**EXERCISE BRIEF:** Will you return, word for word, only the lines from the top of the data below down to and including the one with "Load a config"?
*** RECORDS PROVIDED ***
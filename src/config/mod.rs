// src/config/mod.rs

//! Configuration loading and validation for disco-kernel.
//!
//! Responsibilities:
//! - Define the TOML-backed data model (`model.rs`).
//! - Load a config file from disk (`loader.rs`).
//! - Validate basic invariants like usable prompt markers (`validate.rs`).

pub mod loader;
pub mod model;
pub mod validate;

pub use loader::{load_and_validate, load_from_path, load_or_default};
pub use model::{ConfigFile, KernelSection, RawConfigFile, ReplSection};
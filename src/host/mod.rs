// src/host/mod.rs

//! A minimal notebook host: newline-delimited JSON on stdin/stdout.
//!
//! - [`protocol`] parses incoming request lines and builds outgoing messages.
//! - [`sink`] is the `OutputSink` that turns execution output into `stream`
//!   messages.
//! - [`session`] runs the request loop around a `Kernel`.

pub mod protocol;
pub mod session;
pub mod sink;

pub use protocol::{OutgoingMessage, ProtocolError, Request, RequestMessage};
pub use session::Session;
pub use sink::ChannelSink;
use disco_kernel::errors::Result;
use disco_kernel::kernel::{InterruptHandle, OutputSink, StreamName};

/// Records every chunk the kernel publishes.
#[derive(Debug, Default, Clone)]
pub struct RecordingSink {
    pub chunks: Vec<(StreamName, String)>,
}

impl RecordingSink {
    pub fn new() -> Self {
        Self::default()
    }

    pub fn texts(&self) -> Vec<String> {
        self.chunks.iter().map(|(_, text)| text.clone()).collect()
    }

    pub fn joined(&self) -> String {
        self.chunks.iter().map(|(_, text)| text.as_str()).collect()
    }
}

impl OutputSink for RecordingSink {
    fn stream(&mut self, name: StreamName, text: &str) -> Result<()> {
        self.chunks.push((name, text.to_string()));
        Ok(())
    }
}

/// Records like [`RecordingSink`] and fires an interrupt the first time a
/// chunk contains `needle`, the way a user would hit "stop" after seeing
/// some output.
#[derive(Debug)]
pub struct InterruptOnOutput {
    pub recorded: RecordingSink,
    needle: String,
    handle: InterruptHandle,
    fired: bool,
}

impl InterruptOnOutput {
    pub fn new(needle: &str, handle: InterruptHandle) -> Self {
        Self {
            recorded: RecordingSink::new(),
            needle: needle.to_string(),
            handle,
            fired: false,
        }
    }
}

impl OutputSink for InterruptOnOutput {
    fn stream(&mut self, name: StreamName, text: &str) -> Result<()> {
        if !self.fired && text.contains(&self.needle) {
            self.fired = true;
            self.handle.interrupt();
        }
        self.recorded.stream(name, text)
    }
}
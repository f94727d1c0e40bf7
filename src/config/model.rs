// src/config/model.rs

use std::time::Duration;

use serde::Deserialize;

use crate::repl::PromptPattern;

/// Top-level configuration as read from a TOML file.
///
/// ```toml
/// [repl]
/// binary = "disco"
/// args = []
/// prompt = "Disco> "
/// continuation_prompt = ""
/// startup_timeout_secs = 30
/// command_timeout_secs = 30
///
/// [kernel]
/// block_begin = ":{"
/// block_end = ":}"
/// restart_notice = "Restarting Disco"
/// ```
///
/// All sections are optional and have reasonable defaults.
#[derive(Debug, Clone, Default, Deserialize)]
#[serde(deny_unknown_fields)]
pub struct RawConfigFile {
    /// How to launch and talk to the Disco child process, from `[repl]`.
    #[serde(default)]
    pub repl: ReplSection,

    /// Adapter behaviour, from `[kernel]`.
    #[serde(default)]
    pub kernel: KernelSection,
}

impl RawConfigFile {
    /// Replace `repl.binary` when a CLI override is present.
    pub fn with_binary_override(mut self, binary: Option<String>) -> Self {
        if let Some(binary) = binary {
            self.repl.binary = binary;
        }
        self
    }
}

/// Validated configuration.
///
/// Only constructed via `TryFrom<RawConfigFile>` (see `validate.rs`), or via
/// `Default`, whose values are known to be valid.
#[derive(Debug, Clone)]
pub struct ConfigFile {
    pub repl: ReplSection,
    pub kernel: KernelSection,
}

impl ConfigFile {
    pub(crate) fn new_unchecked(repl: ReplSection, kernel: KernelSection) -> Self {
        Self { repl, kernel }
    }
}

impl Default for ConfigFile {
    fn default() -> Self {
        Self::new_unchecked(ReplSection::default(), KernelSection::default())
    }
}

/// `[repl]` section.
#[derive(Debug, Clone, Deserialize)]
#[serde(deny_unknown_fields)]
pub struct ReplSection {
    /// Program to spawn. Looked up on `PATH` when not a path.
    #[serde(default = "default_binary")]
    pub binary: String,

    /// Extra arguments. Disco itself is launched with none.
    #[serde(default)]
    pub args: Vec<String>,

    /// Primary prompt printed by the interpreter when it is ready for input.
    #[serde(default = "default_prompt")]
    pub prompt: String,

    /// Prompt printed in the middle of a multi-line block.
    ///
    /// Empty means "never matches": Disco echoes its primary prompt inside
    /// `:{ ... :}` blocks.
    #[serde(default)]
    pub continuation_prompt: String,

    /// How long to wait for the very first prompt after spawning.
    #[serde(default = "default_timeout_secs")]
    pub startup_timeout_secs: u64,

    /// How long buffered commands (block markers, interrupt resync) may take.
    #[serde(default = "default_timeout_secs")]
    pub command_timeout_secs: u64,
}

fn default_binary() -> String {
    "disco".to_string()
}

fn default_prompt() -> String {
    "Disco> ".to_string()
}

fn default_timeout_secs() -> u64 {
    30
}

impl Default for ReplSection {
    fn default() -> Self {
        Self {
            binary: default_binary(),
            args: Vec::new(),
            prompt: default_prompt(),
            continuation_prompt: String::new(),
            startup_timeout_secs: default_timeout_secs(),
            command_timeout_secs: default_timeout_secs(),
        }
    }
}

impl ReplSection {
    pub fn startup_timeout(&self) -> Duration {
        Duration::from_secs(self.startup_timeout_secs)
    }

    pub fn command_timeout(&self) -> Duration {
        Duration::from_secs(self.command_timeout_secs)
    }

    pub fn prompt_pattern(&self) -> PromptPattern {
        PromptPattern::new(&self.prompt, &self.continuation_prompt)
    }
}

/// `[kernel]` section.
#[derive(Debug, Clone, Deserialize)]
#[serde(deny_unknown_fields)]
pub struct KernelSection {
    /// Command that opens a multi-line block in the Disco REPL.
    #[serde(default = "default_block_begin")]
    pub block_begin: String,

    /// Command that closes a multi-line block.
    #[serde(default = "default_block_end")]
    pub block_end: String,

    /// Appended to the output when the child died and was restarted.
    #[serde(default = "default_restart_notice")]
    pub restart_notice: String,
}

fn default_block_begin() -> String {
    ":{".to_string()
}

fn default_block_end() -> String {
    ":}".to_string()
}

fn default_restart_notice() -> String {
    "Restarting Disco".to_string()
}

impl Default for KernelSection {
    fn default() -> Self {
        Self {
            block_begin: default_block_begin(),
            block_end: default_block_end(),
            restart_notice: default_restart_notice(),
        }
    }
}
// src/kernel/interrupt.rs

use std::sync::Arc;

use tokio::sync::watch;

/// Create a connected interrupt handle / listener pair.
pub fn interrupt_channel() -> (InterruptHandle, InterruptListener) {
    let (tx, rx) = watch::channel(0u64);
    (
        InterruptHandle { tx: Arc::new(tx) },
        InterruptListener { rx },
    )
}

/// Host side: asks the running request to abort.
///
/// Cheap to clone; the request reader and the SIGINT listener each hold one.
#[derive(Debug, Clone)]
pub struct InterruptHandle {
    tx: Arc<watch::Sender<u64>>,
}

impl InterruptHandle {
    pub fn interrupt(&self) {
        self.tx.send_modify(|generation| *generation = generation.wrapping_add(1));
    }

    pub fn listener(&self) -> InterruptListener {
        InterruptListener {
            rx: self.tx.subscribe(),
        }
    }
}

/// Kernel side.
#[derive(Debug)]
pub struct InterruptListener {
    rx: watch::Receiver<u64>,
}

impl InterruptListener {
    /// Forget interrupts that arrived while nothing was running.
    pub fn clear(&mut self) {
        self.rx.borrow_and_update();
    }

    /// Resolve on the next interrupt. Cancel-safe.
    ///
    /// Never resolves once every handle is gone.
    pub async fn interrupted(&mut self) {
        if self.rx.changed().await.is_err() {
            std::future::pending::<()>().await;
        }
    }
}

#[cfg(test)]
mod tests {
    use std::time::Duration;

    use super::*;

    #[tokio::test]
    async fn cleared_interrupts_do_not_fire() {
        let (handle, mut listener) = interrupt_channel();
        handle.interrupt();
        listener.clear();

        let fired = tokio::time::timeout(Duration::from_millis(50), listener.interrupted()).await;
        assert!(fired.is_err(), "stale interrupt leaked into a new wait");
    }

    #[tokio::test]
    async fn interrupt_wakes_waiting_listener() {
        let (handle, mut listener) = interrupt_channel();
        listener.clear();

        let waiter = tokio::spawn(async move {
            listener.interrupted().await;
        });
        handle.interrupt();

        tokio::time::timeout(Duration::from_secs(1), waiter)
            .await
            .expect("listener was not woken")
            .unwrap();
    }
}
***
**YOUR RESPONSE:**
filename src/config/mod.rs
// src/config/mod.rs

//! Configuration loading and validation for disco-kernel.
//!
//! Responsibilities:
//! - Define the TOML-backed data model (`model.rs`).
//! - Load a config file from disk (`loader.rs`).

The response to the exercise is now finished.